University of Malaya (UM), the country’s first and once its premier university, had seen its ranking plummeting to 169th last year from 89th in 2004 among the world’s top 200 universities.

“Quality must be the top priority. It should never be compromised in the quest of meeting the targeted quantity,” said the Perak prince, who obtained his doctorate from the Oxford University. According to Emeritus Prof. K.T. Joseph, the decline in the UM’s standard began in 1988 when its then vice-chancellor Royal Professor Ungku Abdul Aziz left and there were policy changes after that.

“In 1990, the Medical Faculty of UM lost its recognition from the Medical Council of Britain,” said Prof. Joseph, who retired from the university in 1988.

He said it was important to ensure that a vice-chancellor must be someone who was not only a qualified person but more importantly an outstanding scholar and should be selected by other scholars who had no vested interest.

“Now there are a lot of political interference in the selection of a vice-chancellor. In the case of Ungku Aziz, the university’s Senate had a big say in his appointment,” said the ex-geography professor of UM.

He also said that in those days, advertisements were placed to recruit lecturers and their appointments were made by comparing the curriculum vitaes to select the best candidates. He also pointed out that the semester system being practised now was not practical because a one-year study had to be completed in six months and the duration was not enough for students to read and digest.

Prof. Joseph said there was also a need to narrow the salary gap between professors and lecturers.

“Unless you raise the salary at entry point, you will not get the best people for lecturing and that would affect the students,” he said.

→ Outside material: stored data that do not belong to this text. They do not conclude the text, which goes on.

//! flock.toml configuration parser.
//!
//! Every field has a default, so an empty file yields a usable dry-run
//! configuration. [`FleetConfig::validate`] must pass before any loop
//! starts.

use std::net::SocketAddr;
use std::path::Path;
use std::time::Duration;

use serde::{Deserialize, Serialize};

use crate::duration::serde_str;
use crate::error::ConfigError;

#[derive(Debug, Clone, Default, Serialize, Deserialize, PartialEq)]
#[serde(default)]
pub struct FleetConfig {
    pub fleet: FleetSection,
    pub autoscale: AutoscaleConfig,
    pub health: HealthConfig,
    pub dispatch: DispatchConfig,
    pub provisioner: ProvisionerConfig,
    pub api: ApiConfig,
}

/// Fleet shape: naming, per-worker capacity, and size bounds.
#[derive(Debug, Clone, Serialize, Deserialize, PartialEq)]
#[serde(default)]
pub struct FleetSection {
    /// Worker ids are `{worker_prefix}-{n}`.
    pub worker_prefix: String,
    /// Maximum concurrent units of work per worker.
    pub worker_capacity: u32,
    pub min_workers: u32,
    pub max_workers: u32,
}

impl Default for FleetSection {
    fn default() -> Self {
        Self {
            worker_prefix: "worker".to_string(),
            worker_capacity: 10,
            min_workers: 1,
            max_workers: 4,
        }
    }
}

/// Autoscaling controller parameters.
#[derive(Debug, Clone, Serialize, Deserialize, PartialEq)]
#[serde(default)]
pub struct AutoscaleConfig {
    /// Time between controller ticks.
    #[serde(with = "serde_str")]
    pub interval: Duration,
    /// Number of load samples in the smoothing window.
    pub window_size: usize,
    pub scale_up_threshold: f64,
    pub scale_down_threshold: f64,
    /// How long a scale-down victim may drain before it is force-terminated.
    #[serde(with = "serde_str")]
    pub drain_timeout: Duration,
    #[serde(with = "serde_str")]
    pub drain_poll_interval: Duration,
    /// Per-call bound on launch/terminate.
    #[serde(with = "serde_str")]
    pub provision_timeout: Duration,
}

impl Default for AutoscaleConfig {
    fn default() -> Self {
        Self {
            interval: Duration::from_secs(20),
            window_size: 5,
            scale_up_threshold: 8.0,
            scale_down_threshold: 2.0,
            drain_timeout: Duration::from_secs(120),
            drain_poll_interval: Duration::from_millis(250),
            provision_timeout: Duration::from_secs(30),
        }
    }
}

/// Health monitor parameters.
#[derive(Debug, Clone, Serialize, Deserialize, PartialEq)]
#[serde(default)]
pub struct HealthConfig {
    #[serde(with = "serde_str")]
    pub interval: Duration,
    /// Per-probe bound on health checks.
    #[serde(with = "serde_str")]
    pub timeout: Duration,
    /// Per-call bound on status / endpoint queries.
    #[serde(with = "serde_str")]
    pub provision_timeout: Duration,
    /// HTTP path probed by the HTTP health adapter.
    pub path: String,
    /// Consecutive failures that flip a worker to `Unhealthy`.
    pub max_consecutive_failures: u32,
    /// Ticks a worker may stay `Unhealthy` before it is evicted.
    pub unhealthy_grace_period: u32,
    pub max_concurrent_probes: usize,
    /// How long a worker may sit in `Provisioning` before it is abandoned.
    #[serde(with = "serde_str")]
    pub provisioning_deadline: Duration,
}

impl Default for HealthConfig {
    fn default() -> Self {
        Self {
            interval: Duration::from_secs(10),
            timeout: Duration::from_secs(5),
            provision_timeout: Duration::from_secs(30),
            path: "/health".to_string(),
            max_consecutive_failures: 3,
            unhealthy_grace_period: 3,
            max_concurrent_probes: 50,
            provisioning_deadline: Duration::from_secs(15 * 60),
        }
    }
}

#[derive(Debug, Clone, Serialize, Deserialize, PartialEq)]
#[serde(default)]
pub struct DispatchConfig {
    /// Pick-and-reserve attempts before reporting no capacity.
    pub max_attempts: u32,
}

impl Default for DispatchConfig {
    fn default() -> Self {
        Self { max_attempts: 3 }
    }
}

#[derive(Debug, Clone, Copy, Default, Serialize, Deserialize, PartialEq, Eq)]
#[serde(rename_all = "snake_case")]
pub enum ProvisionerKind {
    /// Spawn a local process per worker.
    Process,
    /// Synthetic always-running workers (dry run).
    #[default]
    Memory,
}

#[derive(Debug, Clone, Serialize, Deserialize, PartialEq)]
#[serde(default)]
pub struct ProvisionerConfig {
    pub kind: ProvisionerKind,
    /// Program and arguments spawned per worker (process provisioner).
    pub command: Vec<String>,
    /// Host the spawned workers bind to.
    pub host: String,
    /// Worker `n` listens on `base_port + n`.
    pub base_port: u16,
}

impl Default for ProvisionerConfig {
    fn default() -> Self {
        Self {
            kind: ProvisionerKind::Memory,
            command: Vec::new(),
            host: "127.0.0.1".to_string(),
            base_port: 9000,
        }
    }
}

#[derive(Debug, Clone, Serialize, Deserialize, PartialEq)]
#[serde(default)]
pub struct ApiConfig {
    pub listen: SocketAddr,
}

impl Default for ApiConfig {
    fn default() -> Self {
        Self {
            listen: SocketAddr::from(([0, 0, 0, 0], 8080)),
        }
    }
}

impl FleetConfig {
    pub fn from_file(path: &Path) -> Result<Self, ConfigError> {
        let content = std::fs::read_to_string(path).map_err(|source| ConfigError::Read {
            path: path.to_path_buf(),
            source,
        })?;
        Self::from_toml_str(&content)
    }

    pub fn from_toml_str(content: &str) -> Result<Self, ConfigError> {
        Ok(toml::from_str(content)?)
    }

    pub fn to_toml_string(&self) -> Result<String, ConfigError> {
        Ok(toml::to_string_pretty(self)?)
    }

    /// Reject configurations the control loops cannot honor.
    pub fn validate(&self) -> Result<(), ConfigError> {
        let fleet = &self.fleet;
        if fleet.max_workers == 0 {
            return Err(invalid("fleet.max_workers must be at least 1"));
        }
        if fleet.max_workers < fleet.min_workers {
            return Err(invalid(format!(
                "fleet.max_workers ({}) is below fleet.min_workers ({})",
                fleet.max_workers, fleet.min_workers
            )));
        }
        if fleet.worker_capacity == 0 {
            return Err(invalid("fleet.worker_capacity must be at least 1"));
        }
        if fleet.worker_prefix.is_empty() {
            return Err(invalid("fleet.worker_prefix must not be empty"));
        }

        let scale = &self.autoscale;
        if scale.window_size == 0 {
            return Err(invalid("autoscale.window_size must be at least 1"));
        }
        if !scale.scale_up_threshold.is_finite() || !scale.scale_down_threshold.is_finite() {
            return Err(invalid("autoscale thresholds must be finite numbers"));
        }
        if scale.scale_down_threshold >= scale.scale_up_threshold {
            return Err(invalid(format!(
                "autoscale.scale_down_threshold ({}) must be below scale_up_threshold ({})",
                scale.scale_down_threshold, scale.scale_up_threshold
            )));
        }
        if scale.interval.is_zero() {
            return Err(invalid("autoscale.interval must be non-zero"));
        }
        if scale.drain_poll_interval.is_zero() {
            return Err(invalid("autoscale.drain_poll_interval must be non-zero"));
        }

        let health = &self.health;
        if health.max_consecutive_failures == 0 {
            return Err(invalid("health.max_consecutive_failures must be at least 1"));
        }
        if health.max_concurrent_probes == 0 {
            return Err(invalid("health.max_concurrent_probes must be at least 1"));
        }
        if health.interval.is_zero() {
            return Err(invalid("health.interval must be non-zero"));
        }

        if self.dispatch.max_attempts == 0 {
            return Err(invalid("dispatch.max_attempts must be at least 1"));
        }

        if self.provisioner.kind == ProvisionerKind::Process && self.provisioner.command.is_empty()
        {
            return Err(invalid("provisioner.command is required for the process provisioner"));
        }

        Ok(())
    }
}

fn invalid(msg: impl Into<String>) -> ConfigError {
    ConfigError::Invalid(msg.into())
}

#[cfg(test)]
mod tests {
    use super::*;

    #[test]
    fn empty_file_is_valid() {
        let config = FleetConfig::from_toml_str("").unwrap();
        assert_eq!(config, FleetConfig::default());
        config.validate().unwrap();
    }

    #[test]
    fn parse_full_file() {
        let toml_str = r#"
[fleet]
worker_prefix = "gpu"
worker_capacity = 4
min_workers = 2
max_workers = 8

[autoscale]
interval = "15s"
window_size = 10
scale_up_threshold = 12.5
scale_down_threshold = 1.0
drain_timeout = "2m"

[health]
interval = 5
timeout = "500ms"
max_consecutive_failures = 4

[provisioner]
kind = "process"
command = ["python", "-m", "server"]
base_port = 7000

[api]
listen = "127.0.0.1:9999"
"#;
        let config = FleetConfig::from_toml_str(toml_str).unwrap();
        assert_eq!(config.fleet.worker_prefix, "gpu");
        assert_eq!(config.fleet.max_workers, 8);
        assert_eq!(config.autoscale.interval, Duration::from_secs(15));
        assert_eq!(config.autoscale.drain_timeout, Duration::from_secs(120));
        assert_eq!(config.health.interval, Duration::from_secs(5));
        assert_eq!(config.health.timeout, Duration::from_millis(500));
        // Untouched fields keep their defaults.
        assert_eq!(config.health.unhealthy_grace_period, 3);
        assert_eq!(config.provisioner.kind, ProvisionerKind::Process);
        assert_eq!(config.provisioner.command.len(), 3);
        assert_eq!(config.api.listen.port(), 9999);
        config.validate().unwrap();
    }

    #[test]
    fn bad_duration_is_a_parse_error() {
        let err = FleetConfig::from_toml_str("[health]\ninterval = \"often\"\n").unwrap_err();
        assert!(matches!(err, ConfigError::Parse(_)));
    }

    #[test]
    fn rejects_max_below_min() {
        let mut config = FleetConfig::default();
        config.fleet.min_workers = 5;
        config.fleet.max_workers = 2;
        assert!(matches!(config.validate(), Err(ConfigError::Invalid(_))));
    }

    #[test]
    fn rejects_inverted_thresholds() {
        let mut config = FleetConfig::default();
        config.autoscale.scale_down_threshold = 8.0;
        config.autoscale.scale_up_threshold = 8.0;
        assert!(matches!(config.validate(), Err(ConfigError::Invalid(_))));
    }

    #[test]
    fn rejects_nan_thresholds() {
        let config = FleetConfig::from_toml_str(
            "[autoscale]\nscale_up_threshold = nan\nscale_down_threshold = 1.0\n",
        )
        .unwrap();
        assert!(matches!(config.validate(), Err(ConfigError::Invalid(_))));

        let mut config = FleetConfig::default();
        config.autoscale.scale_down_threshold = f64::NAN;
        assert!(config.validate().is_err());
    }

    #[test]
    fn rejects_zero_drain_poll_interval() {
        let config =
            FleetConfig::from_toml_str("[autoscale]\ndrain_poll_interval = \"0ms\"\n").unwrap();
        assert!(matches!(config.validate(), Err(ConfigError::Invalid(_))));
    }

    #[test]
    fn rejects_zero_capacity_and_window() {
        let mut config = FleetConfig::default();
        config.fleet.worker_capacity = 0;
        assert!(config.validate().is_err());

        let mut config = FleetConfig::default();
        config.autoscale.window_size = 0;
        assert!(config.validate().is_err());
    }

    #[test]
    fn equal_bounds_are_allowed() {
        let mut config = FleetConfig::default();
        config.fleet.min_workers = 3;
        config.fleet.max_workers = 3;
        config.validate().unwrap();
    }

    #[test]
    fn process_provisioner_needs_command() {
        let mut config = FleetConfig::default();
        config.provisioner.kind = ProvisionerKind::Process;
        assert!(config.validate().is_err());

        config.provisioner.command = vec!["./worker".to_string()];
        config.validate().unwrap();
    }

    #[test]
    fn round_trips_through_toml() {
        let config = FleetConfig::default();
        let rendered = config.to_toml_string().unwrap();
        assert!(rendered.contains("drain_timeout = \"120s\""));
        assert_eq!(FleetConfig::from_toml_str(&rendered).unwrap(), config);
    }

    #[test]
    fn from_file_reads_disk() {
        let dir = tempfile::tempdir().unwrap();
        let path = dir.path().join("flock.toml");
        std::fs::write(&path, "[fleet]\nmax_workers = 6\n").unwrap();

        let config = FleetConfig::from_file(&path).unwrap();
        assert_eq!(config.fleet.max_workers, 6);

        let missing = FleetConfig::from_file(&dir.path().join("nope.toml")).unwrap_err();
        assert!(matches!(missing, ConfigError::Read { .. }));
    }
}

Emeritus Prof. Charles S. Hutchison said that he had always felt that the UM was the country’s best but that might not be the case now as the university failed to “see the reality of the day”.

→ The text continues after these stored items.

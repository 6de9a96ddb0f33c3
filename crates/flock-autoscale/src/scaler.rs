//! Autoscaler: smoothed-load fleet scaling.
//!
//! Reads a census of the registry each tick, folds the load signal into a
//! [`LoadWindow`], and takes at most one action: launch a worker, or drain
//! and terminate the least-loaded Ready worker. Launches go through the
//! provisioning backend before any record is added, so a failed launch
//! leaves the registry untouched and the same condition retries it next
//! tick.

use std::sync::Arc;

use tokio::sync::watch;
use tokio::time::{Instant, MissedTickBehavior};
use tracing::{debug, error, info, warn};

use flock_core::{
    AutoscaleConfig, FleetSection, ProvisionError, ProvisioningPort, WorkerId, call_with_timeout,
};
use flock_metrics::FleetMetrics;
use flock_state::{FleetCensus, FleetRegistry, RegistryResult, WorkerRecord};

use crate::window::LoadWindow;

/// What the fleet should do, given a census and the smoothed load.
#[derive(Debug, Clone, Copy, PartialEq, Eq)]
pub enum ScaleIntent {
    /// Load is above the scale-up threshold.
    Up,
    /// The fleet has fallen below `min_workers`.
    Replenish,
    /// Load is below the scale-down threshold.
    Down,
    Hold,
}

/// The action a tick actually took.
#[derive(Debug, Clone, PartialEq, Eq)]
pub enum ScaleDecision {
    /// A worker was launched and registered as `Provisioning`.
    Launched(WorkerId),
    /// The backend refused or timed out the launch; nothing was registered.
    LaunchFailed(WorkerId),
    /// A worker was drained, terminated, and removed. `forced` is set when
    /// the drain timeout expired with work still in flight.
    Terminated { worker_id: WorkerId, forced: bool },
    /// No change needed.
    NoChange,
}

/// Grows and shrinks the fleet between `min_workers` and `max_workers`.
pub struct Autoscaler {
    registry: FleetRegistry,
    provisioner: Arc<dyn ProvisioningPort>,
    fleet: FleetSection,
    config: AutoscaleConfig,
    window: LoadWindow,
    metrics: Arc<FleetMetrics>,
}

impl Autoscaler {
    pub fn new(
        registry: FleetRegistry,
        provisioner: Arc<dyn ProvisioningPort>,
        fleet: FleetSection,
        config: AutoscaleConfig,
        metrics: Arc<FleetMetrics>,
    ) -> Self {
        let window = LoadWindow::new(config.window_size);
        Self {
            registry,
            provisioner,
            fleet,
            config,
            window,
            metrics,
        }
    }

    /// Current smoothed load, `None` before the first tick.
    pub fn smoothed_load(&self) -> Option<f64> {
        self.window.smoothed()
    }

    /// Decide what to do for a census and smoothed load. Pure.
    pub fn evaluate(&self, census: &FleetCensus, smoothed: Option<f64>) -> ScaleIntent {
        let min = self.fleet.min_workers as usize;
        let max = self.fleet.max_workers as usize;
        let live = census.live();
        let spinning = census.spinning_up();

        if spinning == 0 && live < min && live < max {
            return ScaleIntent::Replenish;
        }

        let Some(load) = smoothed else {
            return ScaleIntent::Hold;
        };

        if load > self.config.scale_up_threshold && live < max && spinning == 0 {
            return ScaleIntent::Up;
        }

        if load < self.config.scale_down_threshold && census.ready > min && live == census.ready {
            return ScaleIntent::Down;
        }

        ScaleIntent::Hold
    }

    /// Run one tick using the summed `in_flight` of Ready workers as the
    /// load sample.
    pub async fn tick(&mut self) -> RegistryResult<ScaleDecision> {
        let sample = self.registry.census().ready_load as f64;
        self.tick_with_sample(sample).await
    }

    /// Run one tick with an externally supplied load sample.
    pub async fn tick_with_sample(&mut self, sample: f64) -> RegistryResult<ScaleDecision> {
        self.window.push(sample);
        let smoothed = self.window.smoothed();
        if let Some(load) = smoothed {
            self.metrics.smoothed_load.set(load);
        }

        let census = self.registry.census();
        let intent = self.evaluate(&census, smoothed);
        debug!(
            sample,
            smoothed = smoothed.unwrap_or_default(),
            live = census.live(),
            ready = census.ready,
            spinning_up = census.spinning_up(),
            ?intent,
            "autoscale tick"
        );

        match intent {
            ScaleIntent::Up | ScaleIntent::Replenish => self.scale_up(intent).await,
            ScaleIntent::Down => self.scale_down().await,
            ScaleIntent::Hold => Ok(ScaleDecision::NoChange),
        }
    }

    /// Run the autoscaler loop until the shutdown signal flips.
    ///
    /// A scale-down drain runs inside the tick, so shutdown is observed once
    /// the drain finishes or times out.
    pub async fn run(&mut self, mut shutdown: watch::Receiver<bool>) {
        info!(
            interval_ms = self.config.interval.as_millis() as u64,
            min_workers = self.fleet.min_workers,
            max_workers = self.fleet.max_workers,
            "autoscaler started"
        );

        let mut ticker = tokio::time::interval(self.config.interval);
        ticker.set_missed_tick_behavior(MissedTickBehavior::Delay);

        loop {
            tokio::select! {
                _ = ticker.tick() => {
                    if let Err(e) = self.tick().await {
                        self.metrics.registry_errors.inc();
                        error!(error = %e, "autoscaler tick failed");
                    }
                }
                _ = shutdown.changed() => {
                    info!("autoscaler shutting down");
                    break;
                }
            }
        }
    }

    async fn scale_up(&self, intent: ScaleIntent) -> RegistryResult<ScaleDecision> {
        let worker_id = self.registry.next_worker_id(&self.fleet.worker_prefix);
        let limit = self.config.provision_timeout;

        match call_with_timeout(limit, "launch", self.provisioner.launch(&worker_id)).await {
            Ok(()) => {
                self.registry.add(WorkerRecord::provisioning(
                    worker_id.clone(),
                    self.fleet.worker_capacity,
                ))?;
                self.metrics.launches.inc();
                info!(worker_id = %worker_id, ?intent, "worker launched");
                Ok(ScaleDecision::Launched(worker_id))
            }
            Err(e) => {
                self.metrics.launch_failures.inc();
                warn!(worker_id = %worker_id, error = %e, "worker launch failed");
                if matches!(e, ProvisionError::Timeout { .. }) {
                    // The backend may still bring it up; nothing tracks it.
                    let cleanup = self.provisioner.terminate(&worker_id);
                    if let Err(e) = call_with_timeout(limit, "terminate", cleanup).await {
                        debug!(
                            worker_id = %worker_id,
                            error = %e,
                            "cleanup after launch timeout failed"
                        );
                    }
                }
                Ok(ScaleDecision::LaunchFailed(worker_id))
            }
        }
    }

    async fn scale_down(&self) -> RegistryResult<ScaleDecision> {
        let Some(victim) = self.registry.least_loaded_ready() else {
            return Ok(ScaleDecision::NoChange);
        };
        let worker_id = victim.id;

        if let Err(e) = self.registry.begin_drain(&worker_id) {
            // Changed phase or vanished since the census; next tick decides again.
            debug!(worker_id = %worker_id, error = %e, "scale-down candidate moved on");
            return Ok(ScaleDecision::NoChange);
        }
        info!(worker_id = %worker_id, in_flight = victim.in_flight, "draining worker");

        let forced = !self.drain(&worker_id).await;
        if forced {
            self.metrics.drains_forced.inc();
            warn!(
                worker_id = %worker_id,
                in_flight = self.registry.in_flight(&worker_id).unwrap_or_default(),
                timeout_ms = self.config.drain_timeout.as_millis() as u64,
                "drain timed out, terminating anyway"
            );
        } else {
            self.metrics.drains_completed.inc();
        }

        let limit = self.config.provision_timeout;
        match call_with_timeout(limit, "terminate", self.provisioner.terminate(&worker_id)).await {
            Ok(()) => self.metrics.terminations.inc(),
            Err(e) => {
                self.metrics.terminate_failures.inc();
                error!(worker_id = %worker_id, error = %e, "failed to terminate drained worker");
            }
        }

        self.registry.remove(&worker_id)?;
        info!(worker_id = %worker_id, forced, "worker scaled down");
        Ok(ScaleDecision::Terminated { worker_id, forced })
    }

    /// Wait for a draining worker's `in_flight` to reach zero.
    ///
    /// Returns `false` if the drain timeout expired first.
    async fn drain(&self, worker_id: &str) -> bool {
        let deadline = Instant::now() + self.config.drain_timeout;
        loop {
            match self.registry.in_flight(worker_id) {
                Some(0) | None => return true,
                Some(_) => {}
            }
            let now = Instant::now();
            if now >= deadline {
                return false;
            }
            let pause = self.config.drain_poll_interval.min(deadline - now);
            tokio::time::sleep(pause).await;
        }
    }
}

He said the UM, especially during Ungku Aziz’s time, used to have researchers, teaching staff and scholars from overseas but now there were almost no such people.

“University is a body of knowledge…we must build on new ideas coming from other countries. That seems to be missing now. Being part of the world community, we should learn from others and perhaps they could learn from us,” said Prof. Hutchison, formerly with UM’s Department of Geology. Prof. Hutchison observed that not many local university lecturers were keen to expand their knowledge by taking time to read many of the international journals at the university’s library.

" Also not many teaching staff could go overseas for sabbatical due to financial constraints and this could hamper them from expanding their horizon and knowledge".

He pointed out another weakness in the system under which “the vice chancellor has become more like an administrator rather than a leader of an institution of higher learning”.

Echoing these views, Emeritus Professor Datuk Dr Khoo Kay Kim said that today the people had forgotten the real role of a university as “there is a tendency and wrong assumption that more universities would produce more students.”

He said what was needed now was to create graduates who could think well, be creative, inventing new ideas, and intellectually able to compete with others in the world.

He said Malaysia had already started to lose out to Singapore and “The Thais are not so good in English but many foreign students are going there now. Likewise, the Singapore dollar is more expensive than our currency, but more and more students are going there now. We have to find out why,” said the noted historian.

Prof. Khoo stressed that a university vice-chancellor must be a good scholar so that he could lead the university into greater heights.

“The leader of any university must be concerned with the university’s ability to function in a manner which befits the university. When you have excellent scholars, they will produce excellent students,” he said.